Another wave of layoffs is rolling through the biotech market, this time hitting Akebia Therapeutics.
Akebia, once a titan of the pharmaceutical world, will let go of 42% of its staff, about 159 people, by the end of June following a complete response letter from the U.S. FDA that stopped Akebia’s lead pipeline product in its tracks.
An SEC filing said the job cuts would affect employees across all sectors of the company, as it “refocuses” around Auryxia, currently Akebia’s only marketed drug.
The Massachusetts-based biotech received a complete response letter from the agency for vadadustat, a treatment for anemia due to chronic kidney disease, on March 29. The FDA denied the application, citing safety concerns.

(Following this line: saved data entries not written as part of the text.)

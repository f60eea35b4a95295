//! Configuration for the outbound webhook to the commerce counterpart.
//!
//! Provides environment-based configuration for the HTTP transport with
//! defaults matching a local commerce service.

use super::ConfigError;
use serde::{Deserialize, Serialize};
use std::env;
use url::Url;

/// Where and how the issuer delivers signed reward events
#[derive(Debug, Clone, Serialize, Deserialize)]
pub struct CounterpartConfig {
    /// Base URL of the commerce service's integration API
    pub base_url: String,

    /// Path of the sync mutation, appended to `base_url`
    pub sync_path: String,

    /// Upper bound for a whole request, including reading the response body (in seconds)
    pub request_timeout_seconds: u64,

    /// Connection timeout (in seconds)
    pub connect_timeout_seconds: u64,

    pub circuit_breaker: CircuitBreakerConfig,

    /// Log every delivery attempt, not only failures
    pub enable_detailed_logging: bool,
}

/// Circuit breaker thresholds for the counterpart destination
#[derive(Debug, Clone, Serialize, Deserialize)]
pub struct CircuitBreakerConfig {
    /// Consecutive failures that open the circuit
    pub failure_threshold: usize,

    /// Successful probes needed to close a half-open circuit
    pub success_threshold: usize,

    /// Time an open circuit waits before letting a probe through (in seconds)
    pub open_seconds: u64,
}

impl Default for CounterpartConfig {
    fn default() -> Self {
        Self {
            base_url: "http://localhost:5001/api/v1/nebula".to_string(),
            sync_path: "/sync-rewards".to_string(),
            request_timeout_seconds: 5,
            connect_timeout_seconds: 3,
            circuit_breaker: CircuitBreakerConfig::default(),
            enable_detailed_logging: true,
        }
    }
}

impl Default for CircuitBreakerConfig {
    fn default() -> Self {
        Self {
            failure_threshold: 5,
            success_threshold: 2,
            open_seconds: 30,
        }
    }
}

impl CounterpartConfig {
    /// Config pointing at `base_url` with every other value defaulted
    pub fn with_base_url(base_url: impl Into<String>) -> Self {
        Self {
            base_url: base_url.into(),
            ..Self::default()
        }
    }

    /// Load configuration from environment variables, falling back to defaults
    pub fn from_env() -> Result<Self, ConfigError> {
        let defaults = Self::default();

        let base_url = env::var("RELAY_COUNTERPART_URL").unwrap_or(defaults.base_url);
        let sync_path = env::var("RELAY_SYNC_PATH").unwrap_or(defaults.sync_path);

        let request_timeout_seconds = env::var("RELAY_REQUEST_TIMEOUT")
            .ok()
            .and_then(|v| v.parse().ok())
            .unwrap_or(defaults.request_timeout_seconds);

        let connect_timeout_seconds = env::var("RELAY_CONNECT_TIMEOUT")
            .ok()
            .and_then(|v| v.parse().ok())
            .unwrap_or(defaults.connect_timeout_seconds);

        let enable_detailed_logging = env::var("RELAY_DETAILED_LOGGING")
            .ok()
            .and_then(|v| v.parse().ok())
            .unwrap_or(defaults.enable_detailed_logging);

        let config = Self {
            base_url,
            sync_path,
            request_timeout_seconds,
            connect_timeout_seconds,
            circuit_breaker: CircuitBreakerConfig::from_env(),
            enable_detailed_logging,
        };

        // Fail at startup rather than on the first delivery
        config.endpoint()?;
        Ok(config)
    }

    /// Full URL of the sync endpoint
    pub fn endpoint(&self) -> Result<Url, ConfigError> {
        let joined = format!(
            "{}/{}",
            self.base_url.trim_end_matches('/'),
            self.sync_path.trim_start_matches('/')
        );
        Url::parse(&joined).map_err(|e| ConfigError::Invalid {
            name: "RELAY_COUNTERPART_URL",
            reason: format!("{joined}: {e}"),
        })
    }
}

impl CircuitBreakerConfig {
    /// Load circuit breaker configuration from environment variables
    pub fn from_env() -> Self {
        let defaults = Self::default();

        let failure_threshold = env::var("RELAY_CB_FAILURE_THRESHOLD")
            .ok()
            .and_then(|v| v.parse().ok())
            .unwrap_or(defaults.failure_threshold);

        let success_threshold = env::var("RELAY_CB_SUCCESS_THRESHOLD")
            .ok()
            .and_then(|v| v.parse().ok())
            .unwrap_or(defaults.success_threshold);

        let open_seconds = env::var("RELAY_CB_OPEN_SECONDS")
            .ok()
            .and_then(|v| v.parse().ok())
            .unwrap_or(defaults.open_seconds);

        Self {
            failure_threshold,
            success_threshold,
            open_seconds,
        }
    }
}
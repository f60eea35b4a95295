//! Response contract of the sync endpoint.

use crate::services::idempotency::SyncRecord;
use paperclip::actix::Apiv2Schema;
use serde::{Deserialize, Serialize};
use std::fmt;

/// Status discriminator of a sync response
#[derive(Debug, Clone, Copy, PartialEq, Eq, Serialize, Deserialize, Apiv2Schema)]
#[serde(rename_all = "snake_case")]
pub enum SyncStatus {
    Applied,
    Duplicate,
    Rejected,
}

/// Error codes carried by a `rejected` response
#[derive(Debug, Clone, Copy, PartialEq, Eq, Serialize, Deserialize, Apiv2Schema)]
#[serde(rename_all = "snake_case")]
pub enum ErrorCode {
    /// The payload could not be canonicalized
    EncodingError,
    /// Missing, malformed or wrong signature
    SignatureMismatch,
    /// Timestamp outside the verifier's replay window
    ReplayWindowExceeded,
    /// Authenticated, but refused by the commerce side's business rules
    BusinessRejection,
}

impl ErrorCode {
    pub fn as_str(&self) -> &'static str {
        match self {
            ErrorCode::EncodingError => "encoding_error",
            ErrorCode::SignatureMismatch => "signature_mismatch",
            ErrorCode::ReplayWindowExceeded => "replay_window_exceeded",
            ErrorCode::BusinessRejection => "business_rejection",
        }
    }
}

impl fmt::Display for ErrorCode {
    fn fmt(&self, f: &mut fmt::Formatter<'_>) -> fmt::Result {
        f.write_str(self.as_str())
    }
}

/// Body returned by the sync endpoint for every outcome
#[derive(Debug, Clone, PartialEq, Eq, Serialize, Deserialize, Apiv2Schema)]
#[serde(rename_all = "camelCase")]
pub struct SyncResponse {
    pub status: SyncStatus,
    #[serde(default, skip_serializing_if = "Option::is_none")]
    pub transaction_id: Option<String>,
    /// Subject balance right after the event was applied
    #[serde(default, skip_serializing_if = "Option::is_none")]
    pub new_balance: Option<u64>,
    /// RFC 3339 time of the original application
    #[serde(default, skip_serializing_if = "Option::is_none")]
    pub applied_at: Option<String>,
    #[serde(default, skip_serializing_if = "Option::is_none")]
    pub error: Option<ErrorCode>,
    #[serde(default, skip_serializing_if = "Option::is_none")]
    pub message: Option<String>,
}

impl SyncResponse {
    pub fn applied(record: &SyncRecord) -> Self {
        Self::from_record(SyncStatus::Applied, record)
    }

    /// A replay of `record`; carries exactly the result of the first application
    pub fn duplicate(record: &SyncRecord) -> Self {
        Self::from_record(SyncStatus::Duplicate, record)
    }

    pub fn rejected(code: ErrorCode, message: impl Into<String>) -> Self {
        Self {
            status: SyncStatus::Rejected,
            transaction_id: None,
            new_balance: None,
            applied_at: None,
            error: Some(code),
            message: Some(message.into()),
        }
    }

    fn from_record(status: SyncStatus, record: &SyncRecord) -> Self {
        Self {
            status,
            transaction_id: Some(record.transaction_id.clone()),
            new_balance: Some(record.new_balance),
            applied_at: Some(record.applied_at.to_rfc3339()),
            error: None,
            message: None,
        }
    }
}

/// What the issuer's caller gets back from a successful sync
#[derive(Debug, Clone, PartialEq, Eq, Serialize, Deserialize, Apiv2Schema)]
#[serde(rename_all = "camelCase")]
pub struct SyncAcknowledgement {
    pub transaction_id: String,
    /// `applied` on first delivery, `duplicate` when the counterpart had already applied it
    pub status: SyncStatus,
    pub new_balance: Option<u64>,
    pub applied_at: Option<String>,
}

impl SyncAcknowledgement {
    pub fn is_duplicate(&self) -> bool {
        self.status == SyncStatus::Duplicate
    }
}
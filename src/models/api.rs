//! API request/response models for the service endpoints.

use super::SyncAcknowledgement;
use paperclip::actix::Apiv2Schema;
use serde::{Deserialize, Serialize};

/// Response model for the health check endpoint
#[derive(Clone, Serialize, Deserialize, Apiv2Schema)]
pub struct HealthResponse {
    pub status: String,
    /// `issuer` or `commerce`
    pub role: String,
}

/// Response model for the version information endpoint
#[derive(Clone, Serialize, Deserialize, Apiv2Schema)]
pub struct VersionResponse {
    pub version: String,
    pub commit: String,
    pub build_time: String,
}

/// Proof submitted by the frontend to earn a reward
#[derive(Clone, Serialize, Deserialize, Apiv2Schema)]
#[serde(rename_all = "camelCase")]
pub struct MintRequest {
    pub wallet_address: String,
    /// Opaque proof blob, checked by the configured proof verifier
    pub proof_data: String,
    pub reward_amount: u64,
}

/// Response model for a successful verify-and-mint call
#[derive(Clone, Serialize, Deserialize, Apiv2Schema)]
pub struct MintResponse {
    pub status: String,
    /// Acknowledgement returned by the commerce counterpart
    pub sync: SyncAcknowledgement,
}

/// Error body for the issuer's endpoints
#[derive(Clone, Serialize, Deserialize, Apiv2Schema)]
pub struct ErrorResponse {
    pub status: String,
    /// Machine-readable error kind, e.g. `invalid_proof` or a remote sync error code
    pub error: String,
    pub message: String,
}

impl ErrorResponse {
    pub fn new(error: impl Into<String>, message: impl Into<String>) -> Self {
        Self {
            status: "error".to_string(),
            error: error.into(),
            message: message.into(),
        }
    }
}

/// Request to register a wallet with the commerce ledger
#[derive(Clone, Serialize, Deserialize, Apiv2Schema)]
#[serde(rename_all = "camelCase")]
pub struct LinkWalletRequest {
    pub wallet_address: String,
}

/// Response model for a linked wallet
#[derive(Clone, Serialize, Deserialize, Apiv2Schema)]
#[serde(rename_all = "camelCase")]
pub struct LinkWalletResponse {
    pub status: String,
    pub wallet_address: String,
    /// Balance carried over if the wallet was already linked
    pub balance: u64,
}
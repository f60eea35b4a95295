//! Issuer-side orchestration of one sync attempt: build the event, sign it,
//! deliver it and interpret the counterpart's answer.

use crate::{
    models::{ErrorCode, RewardEvent, SyncAcknowledgement, SyncResponse, SyncStatus},
    services::{
        metrics::AppMetrics,
        signer::{Signer, SigningError},
        transport::{Transport, TransportError},
    },
    utils::canonical::EncodingError,
};
use std::sync::Arc;
use tracing::{info, warn};

#[derive(Debug, thiserror::Error)]
pub enum SyncError {
    #[error(transparent)]
    Encoding(EncodingError),

    #[error(transparent)]
    Transport(#[from] TransportError),

    #[error("counterpart rejected {transaction_id}: {code}: {message}")]
    RemoteRejected {
        code: ErrorCode,
        message: String,
        transaction_id: String,
    },

    #[error("signing failed: {0}")]
    Signing(SigningError),

    #[error("counterpart broke the sync contract: {0}")]
    ProtocolViolation(String),
}

impl From<SigningError> for SyncError {
    fn from(err: SigningError) -> Self {
        match err {
            SigningError::Encoding(e) => SyncError::Encoding(e),
            other => SyncError::Signing(other),
        }
    }
}

impl SyncError {
    /// Whether calling [`RewardSync::sync_event`] again with the same event can succeed.
    ///
    /// Transport failures and a stale timestamp qualify; authentication and
    /// business rejections would fail identically.
    pub fn is_retriable(&self) -> bool {
        match self {
            SyncError::Transport(err) => !matches!(
                err,
                TransportError::InvalidUrl(_) | TransportError::InvalidResponse(_)
            ),
            SyncError::RemoteRejected { code, .. } => *code == ErrorCode::ReplayWindowExceeded,
            SyncError::Encoding(_) | SyncError::Signing(_) | SyncError::ProtocolViolation(_) => {
                false
            }
        }
    }

    /// Protocol error code, when the failure has one
    pub fn error_code(&self) -> Option<ErrorCode> {
        match self {
            SyncError::Encoding(_) => Some(ErrorCode::EncodingError),
            SyncError::RemoteRejected { code, .. } => Some(*code),
            _ => None,
        }
    }

    fn outcome(&self) -> &'static str {
        match self {
            SyncError::Encoding(_) => "encoding_error",
            SyncError::Transport(_) => "transport_error",
            SyncError::RemoteRejected { .. } => "remote_rejected",
            SyncError::Signing(_) => "signing_error",
            SyncError::ProtocolViolation(_) => "protocol_violation",
        }
    }
}

/// Drives sync attempts from the issuer to the commerce counterpart
pub struct RewardSync {
    signer: Signer,
    transport: Arc<dyn Transport>,
    metrics: Option<AppMetrics>,
}

impl RewardSync {
    pub fn new(signer: Signer, transport: Arc<dyn Transport>) -> Self {
        Self {
            signer,
            transport,
            metrics: None,
        }
    }

    pub fn with_metrics(mut self, metrics: AppMetrics) -> Self {
        self.metrics = Some(metrics);
        self
    }

    /// Sync a new event under a freshly generated transaction id
    pub async fn sync(
        &self,
        subject_id: &str,
        quantity: u64,
        action_type: &str,
    ) -> Result<SyncAcknowledgement, SyncError> {
        let event = RewardEvent::new(subject_id, quantity, action_type);
        self.sync_event(&event).await
    }

    /// Sign `event` now and deliver it.
    ///
    /// This is also the retry path: calling it again with the same event
    /// reuses the transaction id, so the counterpart applies it at most once.
    pub async fn sync_event(&self, event: &RewardEvent) -> Result<SyncAcknowledgement, SyncError> {
        let result = self.attempt(event).await;

        let outcome = match &result {
            Ok(ack) if ack.is_duplicate() => "duplicate",
            Ok(_) => "applied",
            Err(err) => err.outcome(),
        };
        if let Some(metrics) = &self.metrics {
            metrics.record_outbound(outcome);
        }

        match &result {
            Ok(ack) => info!(
                transaction_id = %ack.transaction_id,
                subject_id = %event.subject_id,
                quantity = event.quantity,
                outcome,
                "Reward sync acknowledged"
            ),
            Err(err) => warn!(
                transaction_id = %event.transaction_id,
                subject_id = %event.subject_id,
                outcome,
                retriable = err.is_retriable(),
                error = %err,
                "Reward sync failed"
            ),
        }

        result
    }

    async fn attempt(&self, event: &RewardEvent) -> Result<SyncAcknowledgement, SyncError> {
        let envelope = self.signer.sign(event.clone())?;
        let response = self.transport.deliver(&envelope).await?;
        interpret(event, response)
    }
}

fn interpret(event: &RewardEvent, response: SyncResponse) -> Result<SyncAcknowledgement, SyncError> {
    if let Some(echoed) = response.transaction_id.as_deref() {
        if echoed != event.transaction_id {
            return Err(SyncError::ProtocolViolation(format!(
                "response for {echoed} while syncing {}",
                event.transaction_id
            )));
        }
    }

    match response.status {
        SyncStatus::Applied | SyncStatus::Duplicate => Ok(SyncAcknowledgement {
            transaction_id: event.transaction_id.clone(),
            status: response.status,
            new_balance: response.new_balance,
            applied_at: response.applied_at,
        }),
        SyncStatus::Rejected => {
            let code = response.error.ok_or_else(|| {
                SyncError::ProtocolViolation("rejected response without an error code".to_string())
            })?;
            Err(SyncError::RemoteRejected {
                code,
                message: response.message.unwrap_or_default(),
                transaction_id: event.transaction_id.clone(),
            })
        }
    }
}

#[cfg(test)]
mod tests {
    use super::*;
    use crate::{config::SharedSecret, models::SignedEnvelope, utils::canonical::MAX_CANONICAL_QUANTITY};
    use async_trait::async_trait;
    use std::sync::Mutex;

    /// Replies with a canned answer and keeps every envelope it was handed
    struct ScriptedTransport {
        reply: Box<dyn Fn(&SignedEnvelope) -> Result<SyncResponse, TransportError> + Send + Sync>,
        sent: Mutex<Vec<SignedEnvelope>>,
    }

    impl ScriptedTransport {
        fn new(
            reply: impl Fn(&SignedEnvelope) -> Result<SyncResponse, TransportError> + Send + Sync + 'static,
        ) -> Arc<Self> {
            Arc::new(Self {
                reply: Box::new(reply),
                sent: Mutex::new(Vec::new()),
            })
        }

        fn sent(&self) -> Vec<SignedEnvelope> {
            self.sent.lock().unwrap().clone()
        }
    }

    #[async_trait]
    impl Transport for ScriptedTransport {
        async fn deliver(&self, envelope: &SignedEnvelope) -> Result<SyncResponse, TransportError> {
            self.sent.lock().unwrap().push(envelope.clone());
            (self.reply)(envelope)
        }
    }

    fn applied(envelope: &SignedEnvelope, status: SyncStatus) -> SyncResponse {
        SyncResponse {
            status,
            transaction_id: Some(envelope.payload.transaction_id.clone()),
            new_balance: Some(envelope.payload.quantity),
            applied_at: Some("2023-11-14T22:13:20+00:00".to_string()),
            error: None,
            message: None,
        }
    }

    fn reward_sync(transport: Arc<ScriptedTransport>) -> RewardSync {
        RewardSync::new(Signer::new(SharedSecret::new("k").unwrap()), transport)
    }

    #[tokio::test]
    async fn test_sync_generates_fresh_transaction_ids() {
        let transport = ScriptedTransport::new(|env| Ok(applied(env, SyncStatus::Applied)));
        let sync = reward_sync(transport.clone());

        let first = sync.sync("0xabc", 10, "wellness_journal_entry").await.unwrap();
        let second = sync.sync("0xabc", 10, "wellness_journal_entry").await.unwrap();

        assert_ne!(first.transaction_id, second.transaction_id);
        assert_eq!(first.status, SyncStatus::Applied);
        assert_eq!(first.new_balance, Some(10));

        let sent = transport.sent();
        assert_eq!(sent.len(), 2);
        assert_eq!(sent[0].payload.transaction_id, first.transaction_id);
    }

    #[tokio::test]
    async fn test_sync_event_reuses_transaction_id() {
        let transport = ScriptedTransport::new(|env| Ok(applied(env, SyncStatus::Duplicate)));
        let sync = reward_sync(transport.clone());
        let event = RewardEvent::with_transaction_id("t-1", "0xabc", 10, "wellness_journal_entry");

        let ack = sync.sync_event(&event).await.unwrap();
        assert!(ack.is_duplicate());
        assert_eq!(ack.transaction_id, "t-1");
        assert_eq!(transport.sent()[0].payload, event);
    }

    #[tokio::test]
    async fn test_remote_rejection_surfaces_code() {
        let transport = ScriptedTransport::new(|_| {
            Ok(SyncResponse::rejected(ErrorCode::BusinessRejection, "wallet not found"))
        });
        let err = reward_sync(transport)
            .sync("0xdef", 10, "wellness_journal_entry")
            .await
            .unwrap_err();

        match &err {
            SyncError::RemoteRejected { code, message, .. } => {
                assert_eq!(*code, ErrorCode::BusinessRejection);
                assert_eq!(message, "wallet not found");
            }
            other => panic!("unexpected error: {other:?}"),
        }
        assert!(!err.is_retriable());
    }

    #[tokio::test]
    async fn test_stale_timestamp_rejection_is_retriable() {
        let transport = ScriptedTransport::new(|_| {
            Ok(SyncResponse::rejected(ErrorCode::ReplayWindowExceeded, "stale"))
        });
        let err = reward_sync(transport)
            .sync("0xabc", 10, "wellness_journal_entry")
            .await
            .unwrap_err();
        assert!(err.is_retriable());
        assert_eq!(err.error_code(), Some(ErrorCode::ReplayWindowExceeded));
    }

    #[tokio::test]
    async fn test_transport_error_is_retriable() {
        let transport = ScriptedTransport::new(|_| {
            Err(TransportError::Timeout(std::time::Duration::from_secs(5)))
        });
        let err = reward_sync(transport)
            .sync("0xabc", 10, "wellness_journal_entry")
            .await
            .unwrap_err();
        assert!(matches!(err, SyncError::Transport(TransportError::Timeout(_))));
        assert!(err.is_retriable());
    }

    #[tokio::test]
    async fn test_encoding_error_never_reaches_transport() {
        let transport = ScriptedTransport::new(|env| Ok(applied(env, SyncStatus::Applied)));
        let err = reward_sync(transport.clone())
            .sync("0xabc", MAX_CANONICAL_QUANTITY + 1, "wellness_journal_entry")
            .await
            .unwrap_err();

        assert!(matches!(err, SyncError::Encoding(EncodingError::QuantityOutOfRange(_))));
        assert_eq!(err.error_code(), Some(ErrorCode::EncodingError));
        assert!(transport.sent().is_empty());
    }

    #[tokio::test]
    async fn test_mismatched_transaction_id_is_protocol_violation() {
        let transport = ScriptedTransport::new(|env| {
            let mut response = applied(env, SyncStatus::Applied);
            response.transaction_id = Some("someone-else".to_string());
            Ok(response)
        });
        let err = reward_sync(transport)
            .sync("0xabc", 10, "wellness_journal_entry")
            .await
            .unwrap_err();
        assert!(matches!(err, SyncError::ProtocolViolation(_)));
    }

    #[tokio::test]
    async fn test_outbound_metrics_recorded() {
        let metrics = AppMetrics::new().unwrap();
        let transport = ScriptedTransport::new(|env| Ok(applied(env, SyncStatus::Applied)));
        let sync = reward_sync(transport).with_metrics(metrics.clone());

        sync.sync("0xabc", 10, "wellness_journal_entry").await.unwrap();
        assert_eq!(
            metrics.outbound_total.with_label_values(&["applied"]).get(),
            1.0
        );
    }
}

The blows kept coming when on April 1, the FDA placed a partial clinical hold on Akebia’s clinical trials of vadadustat in children, halting all studies of the drug in children for the time being.
Meanwhile, the biotech will stake its future on Auryxia, which generated sales of $142 million in 2021. The mass layoff is expected to save between $60 and $65 million through the end of 2023, according to Akebia. Employees who lost their jobs will be offered severance packages expected to cost the company $12 million.
Akebia isn’t the only biotech reducing its staff. Recently bluebird bio and Biogen have made cuts in their staff following budget concerns. On April 6, bluebird announced it would shed about 30% of its workforce in an attempt to reduce operating costs as the company waits to hear back from the FDA about its gene therapy applications.
Biogen, wrapped up in its Aduhelm scandal, started restructuring early in 2022. By early March, more than 100 people had been laid off with no official comment from Biogen as to how many job losses there will be in total.
Other companies like Ovid, Pacira, Adaptive and Zosano are also downsizing.